Pull out each line of the records holding the string "StatsInfo".

————————

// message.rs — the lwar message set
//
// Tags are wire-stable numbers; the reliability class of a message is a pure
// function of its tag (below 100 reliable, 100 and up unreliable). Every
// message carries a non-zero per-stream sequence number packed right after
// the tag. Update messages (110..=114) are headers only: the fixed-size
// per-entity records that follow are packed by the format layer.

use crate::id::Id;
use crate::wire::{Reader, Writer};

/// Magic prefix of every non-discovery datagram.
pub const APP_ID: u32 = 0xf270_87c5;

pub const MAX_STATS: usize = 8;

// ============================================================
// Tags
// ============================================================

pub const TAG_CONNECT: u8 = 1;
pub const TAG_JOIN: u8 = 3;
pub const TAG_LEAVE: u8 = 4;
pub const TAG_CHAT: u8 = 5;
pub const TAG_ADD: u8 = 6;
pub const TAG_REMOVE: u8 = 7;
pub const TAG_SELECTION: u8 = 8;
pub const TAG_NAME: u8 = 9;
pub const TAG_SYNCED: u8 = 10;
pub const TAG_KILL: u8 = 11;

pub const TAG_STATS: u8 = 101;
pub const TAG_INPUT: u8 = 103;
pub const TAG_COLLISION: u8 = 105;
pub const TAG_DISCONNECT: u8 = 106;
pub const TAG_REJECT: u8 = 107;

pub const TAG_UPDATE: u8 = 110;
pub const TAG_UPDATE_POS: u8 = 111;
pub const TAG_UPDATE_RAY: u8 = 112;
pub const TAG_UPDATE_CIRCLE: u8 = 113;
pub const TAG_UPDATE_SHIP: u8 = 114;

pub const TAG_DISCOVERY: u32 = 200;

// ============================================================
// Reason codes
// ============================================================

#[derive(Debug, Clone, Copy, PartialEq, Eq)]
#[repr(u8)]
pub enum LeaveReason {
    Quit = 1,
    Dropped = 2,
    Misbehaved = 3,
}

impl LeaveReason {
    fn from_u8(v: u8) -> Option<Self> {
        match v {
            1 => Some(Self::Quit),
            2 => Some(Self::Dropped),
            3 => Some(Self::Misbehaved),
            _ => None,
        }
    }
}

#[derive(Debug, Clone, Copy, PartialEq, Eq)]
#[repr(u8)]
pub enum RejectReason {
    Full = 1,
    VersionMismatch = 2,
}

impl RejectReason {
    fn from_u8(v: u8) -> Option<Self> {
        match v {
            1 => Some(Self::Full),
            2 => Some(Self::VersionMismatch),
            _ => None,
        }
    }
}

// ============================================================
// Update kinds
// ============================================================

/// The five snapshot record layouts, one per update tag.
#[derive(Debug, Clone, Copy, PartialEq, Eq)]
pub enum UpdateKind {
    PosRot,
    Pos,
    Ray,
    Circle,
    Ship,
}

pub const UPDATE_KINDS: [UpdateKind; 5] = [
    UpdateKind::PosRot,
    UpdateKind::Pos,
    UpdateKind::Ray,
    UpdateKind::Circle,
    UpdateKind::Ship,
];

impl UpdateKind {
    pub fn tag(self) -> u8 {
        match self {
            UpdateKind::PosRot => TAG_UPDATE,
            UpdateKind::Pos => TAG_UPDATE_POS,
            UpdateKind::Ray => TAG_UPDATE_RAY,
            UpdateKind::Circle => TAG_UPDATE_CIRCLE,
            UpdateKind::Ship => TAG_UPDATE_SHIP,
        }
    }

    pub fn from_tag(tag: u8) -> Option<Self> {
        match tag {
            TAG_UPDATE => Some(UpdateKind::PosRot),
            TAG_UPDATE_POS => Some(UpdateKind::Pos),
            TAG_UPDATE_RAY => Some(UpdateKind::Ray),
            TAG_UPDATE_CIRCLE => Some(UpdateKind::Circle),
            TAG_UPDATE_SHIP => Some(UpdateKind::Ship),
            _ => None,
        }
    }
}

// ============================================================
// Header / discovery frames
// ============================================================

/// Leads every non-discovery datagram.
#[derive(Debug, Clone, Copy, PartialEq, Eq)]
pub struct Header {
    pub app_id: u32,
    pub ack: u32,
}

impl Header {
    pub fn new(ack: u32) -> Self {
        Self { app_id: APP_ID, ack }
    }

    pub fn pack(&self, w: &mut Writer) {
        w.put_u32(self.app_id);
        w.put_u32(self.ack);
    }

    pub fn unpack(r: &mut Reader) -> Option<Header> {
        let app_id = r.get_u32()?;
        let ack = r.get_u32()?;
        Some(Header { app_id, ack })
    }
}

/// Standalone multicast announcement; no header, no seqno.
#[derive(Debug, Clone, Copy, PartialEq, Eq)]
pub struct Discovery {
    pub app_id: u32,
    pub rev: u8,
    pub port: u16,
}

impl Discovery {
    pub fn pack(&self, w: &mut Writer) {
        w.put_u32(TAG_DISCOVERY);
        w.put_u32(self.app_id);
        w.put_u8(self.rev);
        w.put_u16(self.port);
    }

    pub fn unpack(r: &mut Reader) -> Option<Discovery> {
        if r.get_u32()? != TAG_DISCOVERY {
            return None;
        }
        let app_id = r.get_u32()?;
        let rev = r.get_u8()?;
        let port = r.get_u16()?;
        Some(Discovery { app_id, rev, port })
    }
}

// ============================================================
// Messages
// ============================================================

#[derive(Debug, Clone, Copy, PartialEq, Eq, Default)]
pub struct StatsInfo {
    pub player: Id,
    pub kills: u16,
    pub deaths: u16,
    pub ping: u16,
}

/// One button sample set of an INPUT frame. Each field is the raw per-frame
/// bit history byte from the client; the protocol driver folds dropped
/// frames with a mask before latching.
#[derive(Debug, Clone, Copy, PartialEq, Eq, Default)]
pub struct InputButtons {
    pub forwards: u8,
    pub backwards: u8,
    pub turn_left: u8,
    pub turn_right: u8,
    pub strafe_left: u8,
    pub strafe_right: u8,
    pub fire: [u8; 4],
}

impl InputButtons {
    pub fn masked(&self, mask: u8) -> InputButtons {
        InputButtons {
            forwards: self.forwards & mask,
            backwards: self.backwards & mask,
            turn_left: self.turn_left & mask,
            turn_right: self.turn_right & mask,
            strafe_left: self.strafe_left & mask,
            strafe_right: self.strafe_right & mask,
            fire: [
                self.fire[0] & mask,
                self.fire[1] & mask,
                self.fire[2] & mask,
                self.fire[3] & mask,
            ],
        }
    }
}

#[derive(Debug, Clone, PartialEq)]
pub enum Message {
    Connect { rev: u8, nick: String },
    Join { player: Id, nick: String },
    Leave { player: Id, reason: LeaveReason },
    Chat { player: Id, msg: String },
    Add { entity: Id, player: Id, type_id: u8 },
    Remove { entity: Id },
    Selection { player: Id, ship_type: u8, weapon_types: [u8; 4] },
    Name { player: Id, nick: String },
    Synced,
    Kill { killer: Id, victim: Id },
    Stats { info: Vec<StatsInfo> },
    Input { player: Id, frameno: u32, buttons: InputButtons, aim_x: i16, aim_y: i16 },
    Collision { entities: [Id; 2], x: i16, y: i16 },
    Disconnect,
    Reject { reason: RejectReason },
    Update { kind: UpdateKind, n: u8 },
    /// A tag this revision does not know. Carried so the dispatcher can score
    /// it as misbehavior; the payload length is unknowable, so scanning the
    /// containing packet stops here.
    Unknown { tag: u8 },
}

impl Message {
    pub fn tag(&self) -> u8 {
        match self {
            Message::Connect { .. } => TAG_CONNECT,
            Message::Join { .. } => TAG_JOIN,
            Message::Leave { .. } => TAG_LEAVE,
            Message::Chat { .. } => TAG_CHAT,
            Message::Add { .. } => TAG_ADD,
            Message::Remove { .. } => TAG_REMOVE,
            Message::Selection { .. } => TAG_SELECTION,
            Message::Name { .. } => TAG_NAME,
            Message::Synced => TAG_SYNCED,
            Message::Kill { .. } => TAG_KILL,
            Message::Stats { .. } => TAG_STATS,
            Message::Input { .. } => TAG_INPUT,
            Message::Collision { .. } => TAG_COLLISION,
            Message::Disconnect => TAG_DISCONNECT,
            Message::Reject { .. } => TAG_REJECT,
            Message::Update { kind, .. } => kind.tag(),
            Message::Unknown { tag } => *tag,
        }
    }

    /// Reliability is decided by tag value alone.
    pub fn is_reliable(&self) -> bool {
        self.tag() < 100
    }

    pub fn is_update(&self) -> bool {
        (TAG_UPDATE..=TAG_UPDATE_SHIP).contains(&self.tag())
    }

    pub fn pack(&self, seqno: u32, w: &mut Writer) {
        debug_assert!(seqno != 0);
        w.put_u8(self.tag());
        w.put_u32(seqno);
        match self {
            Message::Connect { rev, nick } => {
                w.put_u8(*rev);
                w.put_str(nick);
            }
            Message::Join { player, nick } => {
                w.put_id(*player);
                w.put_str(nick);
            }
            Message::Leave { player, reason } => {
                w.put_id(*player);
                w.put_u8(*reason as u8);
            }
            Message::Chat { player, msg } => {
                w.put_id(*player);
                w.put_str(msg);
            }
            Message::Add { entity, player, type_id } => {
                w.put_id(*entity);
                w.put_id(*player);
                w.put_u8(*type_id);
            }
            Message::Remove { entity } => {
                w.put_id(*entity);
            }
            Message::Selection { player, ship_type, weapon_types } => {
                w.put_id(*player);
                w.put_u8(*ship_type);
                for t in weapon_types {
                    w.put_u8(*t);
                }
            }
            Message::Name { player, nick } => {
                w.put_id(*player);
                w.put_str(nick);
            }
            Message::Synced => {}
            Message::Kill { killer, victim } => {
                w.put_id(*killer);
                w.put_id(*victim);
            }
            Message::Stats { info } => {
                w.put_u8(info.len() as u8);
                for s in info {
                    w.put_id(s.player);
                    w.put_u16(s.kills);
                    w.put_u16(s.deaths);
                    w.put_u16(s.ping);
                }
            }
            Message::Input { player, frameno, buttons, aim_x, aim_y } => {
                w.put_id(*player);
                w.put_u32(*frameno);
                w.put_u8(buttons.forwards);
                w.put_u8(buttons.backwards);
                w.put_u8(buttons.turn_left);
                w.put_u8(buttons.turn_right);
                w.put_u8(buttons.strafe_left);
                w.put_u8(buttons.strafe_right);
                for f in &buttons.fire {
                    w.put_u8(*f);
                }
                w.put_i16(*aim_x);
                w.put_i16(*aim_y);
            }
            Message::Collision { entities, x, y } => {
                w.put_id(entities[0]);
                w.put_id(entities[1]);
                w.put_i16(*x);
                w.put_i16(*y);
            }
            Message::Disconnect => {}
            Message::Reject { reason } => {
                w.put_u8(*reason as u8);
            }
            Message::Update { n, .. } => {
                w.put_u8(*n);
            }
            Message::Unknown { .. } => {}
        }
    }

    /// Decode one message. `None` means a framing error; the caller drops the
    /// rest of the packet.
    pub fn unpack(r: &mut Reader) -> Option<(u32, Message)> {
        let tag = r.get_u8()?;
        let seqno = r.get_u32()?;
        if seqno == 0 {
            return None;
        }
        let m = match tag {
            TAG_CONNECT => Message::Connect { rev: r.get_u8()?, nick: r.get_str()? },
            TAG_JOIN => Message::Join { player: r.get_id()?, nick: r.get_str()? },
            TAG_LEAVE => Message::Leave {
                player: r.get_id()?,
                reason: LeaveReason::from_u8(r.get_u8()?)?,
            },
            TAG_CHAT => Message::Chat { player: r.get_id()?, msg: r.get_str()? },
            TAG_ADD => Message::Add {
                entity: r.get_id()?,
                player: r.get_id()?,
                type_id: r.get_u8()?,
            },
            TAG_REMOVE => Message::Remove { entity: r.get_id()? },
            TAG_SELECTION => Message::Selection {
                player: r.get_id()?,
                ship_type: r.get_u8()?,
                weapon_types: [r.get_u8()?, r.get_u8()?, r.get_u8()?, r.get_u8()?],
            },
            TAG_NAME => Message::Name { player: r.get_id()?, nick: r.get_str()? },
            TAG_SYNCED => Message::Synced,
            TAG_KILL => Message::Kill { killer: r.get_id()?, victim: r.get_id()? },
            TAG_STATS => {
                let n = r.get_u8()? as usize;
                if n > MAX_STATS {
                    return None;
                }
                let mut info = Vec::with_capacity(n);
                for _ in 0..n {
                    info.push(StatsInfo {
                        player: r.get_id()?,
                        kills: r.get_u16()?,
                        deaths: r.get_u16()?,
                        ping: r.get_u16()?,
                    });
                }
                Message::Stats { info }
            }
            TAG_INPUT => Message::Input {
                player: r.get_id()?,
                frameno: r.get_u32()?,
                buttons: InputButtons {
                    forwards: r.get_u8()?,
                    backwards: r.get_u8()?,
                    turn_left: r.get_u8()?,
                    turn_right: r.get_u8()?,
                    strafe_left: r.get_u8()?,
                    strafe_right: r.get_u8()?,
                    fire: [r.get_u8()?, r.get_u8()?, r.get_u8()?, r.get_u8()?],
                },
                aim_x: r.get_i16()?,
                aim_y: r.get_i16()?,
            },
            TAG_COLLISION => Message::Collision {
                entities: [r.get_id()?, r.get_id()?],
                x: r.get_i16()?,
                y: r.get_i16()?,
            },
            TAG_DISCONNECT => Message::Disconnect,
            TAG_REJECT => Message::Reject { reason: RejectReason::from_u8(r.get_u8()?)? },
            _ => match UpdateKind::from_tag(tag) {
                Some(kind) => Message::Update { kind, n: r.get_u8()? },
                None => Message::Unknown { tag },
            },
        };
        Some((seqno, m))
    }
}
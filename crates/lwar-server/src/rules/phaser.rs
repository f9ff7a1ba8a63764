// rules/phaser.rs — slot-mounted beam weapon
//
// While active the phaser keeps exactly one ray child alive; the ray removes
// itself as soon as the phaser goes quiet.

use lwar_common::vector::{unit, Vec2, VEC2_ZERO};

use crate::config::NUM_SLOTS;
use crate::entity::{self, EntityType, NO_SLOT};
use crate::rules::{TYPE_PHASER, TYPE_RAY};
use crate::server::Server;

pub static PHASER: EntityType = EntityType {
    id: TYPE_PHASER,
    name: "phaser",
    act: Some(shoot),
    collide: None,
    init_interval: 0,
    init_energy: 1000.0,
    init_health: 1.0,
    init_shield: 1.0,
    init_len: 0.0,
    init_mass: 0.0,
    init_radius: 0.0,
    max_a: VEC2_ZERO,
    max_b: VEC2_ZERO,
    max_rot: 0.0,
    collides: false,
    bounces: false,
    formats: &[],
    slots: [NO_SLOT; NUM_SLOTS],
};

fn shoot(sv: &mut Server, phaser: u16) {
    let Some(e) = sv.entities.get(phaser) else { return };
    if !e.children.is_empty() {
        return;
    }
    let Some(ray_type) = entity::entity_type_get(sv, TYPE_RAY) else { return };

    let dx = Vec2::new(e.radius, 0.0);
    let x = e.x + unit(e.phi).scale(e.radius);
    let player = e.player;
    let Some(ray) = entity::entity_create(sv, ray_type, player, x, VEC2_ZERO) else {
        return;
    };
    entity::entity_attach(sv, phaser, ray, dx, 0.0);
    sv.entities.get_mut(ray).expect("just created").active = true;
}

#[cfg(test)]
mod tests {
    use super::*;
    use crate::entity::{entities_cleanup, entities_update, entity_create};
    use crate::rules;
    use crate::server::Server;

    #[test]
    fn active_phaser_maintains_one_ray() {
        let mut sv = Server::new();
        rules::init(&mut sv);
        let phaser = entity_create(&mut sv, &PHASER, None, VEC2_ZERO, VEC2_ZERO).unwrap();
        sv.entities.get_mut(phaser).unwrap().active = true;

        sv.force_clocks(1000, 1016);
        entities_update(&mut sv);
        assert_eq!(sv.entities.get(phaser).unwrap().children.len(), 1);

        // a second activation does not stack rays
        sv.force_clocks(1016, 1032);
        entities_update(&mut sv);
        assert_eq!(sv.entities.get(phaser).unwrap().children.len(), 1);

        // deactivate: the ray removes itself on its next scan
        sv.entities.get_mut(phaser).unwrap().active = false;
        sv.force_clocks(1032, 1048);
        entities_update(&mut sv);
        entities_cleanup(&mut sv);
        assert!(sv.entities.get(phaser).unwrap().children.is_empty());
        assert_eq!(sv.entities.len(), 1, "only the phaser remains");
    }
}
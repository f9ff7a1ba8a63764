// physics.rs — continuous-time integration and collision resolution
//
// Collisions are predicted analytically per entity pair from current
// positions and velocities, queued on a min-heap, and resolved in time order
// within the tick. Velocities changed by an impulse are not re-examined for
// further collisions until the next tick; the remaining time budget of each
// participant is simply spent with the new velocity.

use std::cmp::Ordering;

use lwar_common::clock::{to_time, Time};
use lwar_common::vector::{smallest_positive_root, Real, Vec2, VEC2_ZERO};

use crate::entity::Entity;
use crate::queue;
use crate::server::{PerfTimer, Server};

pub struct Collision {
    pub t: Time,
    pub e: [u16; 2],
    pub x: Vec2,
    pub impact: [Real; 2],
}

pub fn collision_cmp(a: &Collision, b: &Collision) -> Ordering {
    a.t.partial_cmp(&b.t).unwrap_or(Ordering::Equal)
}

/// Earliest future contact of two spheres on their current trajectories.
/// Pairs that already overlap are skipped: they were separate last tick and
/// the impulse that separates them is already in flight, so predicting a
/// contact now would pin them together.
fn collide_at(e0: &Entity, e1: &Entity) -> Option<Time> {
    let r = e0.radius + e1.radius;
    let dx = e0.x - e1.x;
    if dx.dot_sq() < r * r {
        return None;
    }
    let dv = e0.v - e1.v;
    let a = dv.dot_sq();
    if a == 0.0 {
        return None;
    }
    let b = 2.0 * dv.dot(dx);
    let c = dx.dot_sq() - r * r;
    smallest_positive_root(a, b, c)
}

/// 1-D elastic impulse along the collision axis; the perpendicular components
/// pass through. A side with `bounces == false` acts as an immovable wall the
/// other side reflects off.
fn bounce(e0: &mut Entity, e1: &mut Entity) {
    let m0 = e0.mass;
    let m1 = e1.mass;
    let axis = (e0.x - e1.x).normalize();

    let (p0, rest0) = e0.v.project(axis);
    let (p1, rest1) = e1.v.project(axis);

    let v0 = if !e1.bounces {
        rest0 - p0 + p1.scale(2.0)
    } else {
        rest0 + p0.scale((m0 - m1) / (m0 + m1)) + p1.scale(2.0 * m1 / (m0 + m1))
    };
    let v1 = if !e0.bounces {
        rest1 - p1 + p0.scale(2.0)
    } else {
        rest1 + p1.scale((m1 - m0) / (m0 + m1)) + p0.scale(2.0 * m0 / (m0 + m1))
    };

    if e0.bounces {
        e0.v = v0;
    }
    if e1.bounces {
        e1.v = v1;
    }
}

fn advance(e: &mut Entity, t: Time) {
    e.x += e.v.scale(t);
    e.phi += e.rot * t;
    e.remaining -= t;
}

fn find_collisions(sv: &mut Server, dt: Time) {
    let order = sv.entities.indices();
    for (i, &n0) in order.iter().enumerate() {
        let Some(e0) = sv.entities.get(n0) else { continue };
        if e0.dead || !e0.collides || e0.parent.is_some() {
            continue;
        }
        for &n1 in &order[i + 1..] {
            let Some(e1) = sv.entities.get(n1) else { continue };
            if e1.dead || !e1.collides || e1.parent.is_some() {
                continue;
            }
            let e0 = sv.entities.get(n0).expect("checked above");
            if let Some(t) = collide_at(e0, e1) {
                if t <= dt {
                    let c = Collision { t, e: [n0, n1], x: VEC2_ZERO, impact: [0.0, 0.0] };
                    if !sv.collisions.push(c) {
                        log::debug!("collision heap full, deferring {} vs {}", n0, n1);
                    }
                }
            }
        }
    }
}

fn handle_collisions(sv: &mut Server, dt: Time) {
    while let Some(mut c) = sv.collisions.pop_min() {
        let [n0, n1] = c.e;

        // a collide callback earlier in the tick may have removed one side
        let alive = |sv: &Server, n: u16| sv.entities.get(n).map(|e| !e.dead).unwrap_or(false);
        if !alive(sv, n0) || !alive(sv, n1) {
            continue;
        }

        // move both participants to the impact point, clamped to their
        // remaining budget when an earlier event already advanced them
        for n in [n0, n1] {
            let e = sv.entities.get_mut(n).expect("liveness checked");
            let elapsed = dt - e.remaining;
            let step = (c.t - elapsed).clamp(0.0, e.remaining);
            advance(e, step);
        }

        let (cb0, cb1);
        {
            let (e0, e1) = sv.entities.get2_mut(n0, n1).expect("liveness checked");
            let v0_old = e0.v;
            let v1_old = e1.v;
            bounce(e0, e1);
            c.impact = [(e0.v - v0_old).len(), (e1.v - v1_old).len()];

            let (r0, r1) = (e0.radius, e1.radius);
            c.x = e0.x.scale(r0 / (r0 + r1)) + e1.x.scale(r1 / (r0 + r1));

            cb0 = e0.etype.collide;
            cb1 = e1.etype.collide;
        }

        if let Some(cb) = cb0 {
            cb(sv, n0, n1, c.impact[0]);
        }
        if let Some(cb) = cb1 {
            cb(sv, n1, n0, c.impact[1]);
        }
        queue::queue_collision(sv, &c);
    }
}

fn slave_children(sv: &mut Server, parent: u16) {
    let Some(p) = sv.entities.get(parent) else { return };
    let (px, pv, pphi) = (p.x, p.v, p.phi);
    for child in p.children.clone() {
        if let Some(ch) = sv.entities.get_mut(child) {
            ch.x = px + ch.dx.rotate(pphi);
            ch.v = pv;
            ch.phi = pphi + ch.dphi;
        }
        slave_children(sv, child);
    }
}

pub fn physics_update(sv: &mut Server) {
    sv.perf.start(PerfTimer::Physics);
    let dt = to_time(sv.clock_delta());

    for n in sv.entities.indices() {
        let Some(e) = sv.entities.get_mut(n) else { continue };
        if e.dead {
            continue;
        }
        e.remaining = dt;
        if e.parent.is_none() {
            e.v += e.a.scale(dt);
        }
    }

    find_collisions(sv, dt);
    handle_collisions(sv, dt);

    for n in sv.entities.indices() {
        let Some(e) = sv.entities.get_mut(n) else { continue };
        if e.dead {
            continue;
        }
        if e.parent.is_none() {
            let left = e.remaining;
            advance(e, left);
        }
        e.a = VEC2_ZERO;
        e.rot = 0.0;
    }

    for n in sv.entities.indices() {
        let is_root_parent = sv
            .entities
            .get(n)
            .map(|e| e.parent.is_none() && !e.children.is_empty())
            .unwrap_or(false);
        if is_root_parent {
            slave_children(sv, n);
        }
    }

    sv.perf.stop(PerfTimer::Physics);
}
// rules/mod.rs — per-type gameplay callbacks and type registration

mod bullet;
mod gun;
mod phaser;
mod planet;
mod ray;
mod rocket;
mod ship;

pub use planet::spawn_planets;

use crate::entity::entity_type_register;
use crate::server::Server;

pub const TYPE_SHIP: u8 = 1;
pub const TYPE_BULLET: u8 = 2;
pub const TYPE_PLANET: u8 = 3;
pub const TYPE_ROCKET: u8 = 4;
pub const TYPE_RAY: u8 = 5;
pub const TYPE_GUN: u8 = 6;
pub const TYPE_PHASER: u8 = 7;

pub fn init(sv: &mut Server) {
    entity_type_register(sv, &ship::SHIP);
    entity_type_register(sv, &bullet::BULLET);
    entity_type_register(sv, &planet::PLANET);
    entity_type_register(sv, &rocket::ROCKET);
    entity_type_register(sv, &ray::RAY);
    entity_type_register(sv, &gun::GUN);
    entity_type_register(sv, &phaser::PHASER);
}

————————

### Exercise result
pub struct StatsInfo {
    Stats { info: Vec<StatsInfo> },
                    info.push(StatsInfo {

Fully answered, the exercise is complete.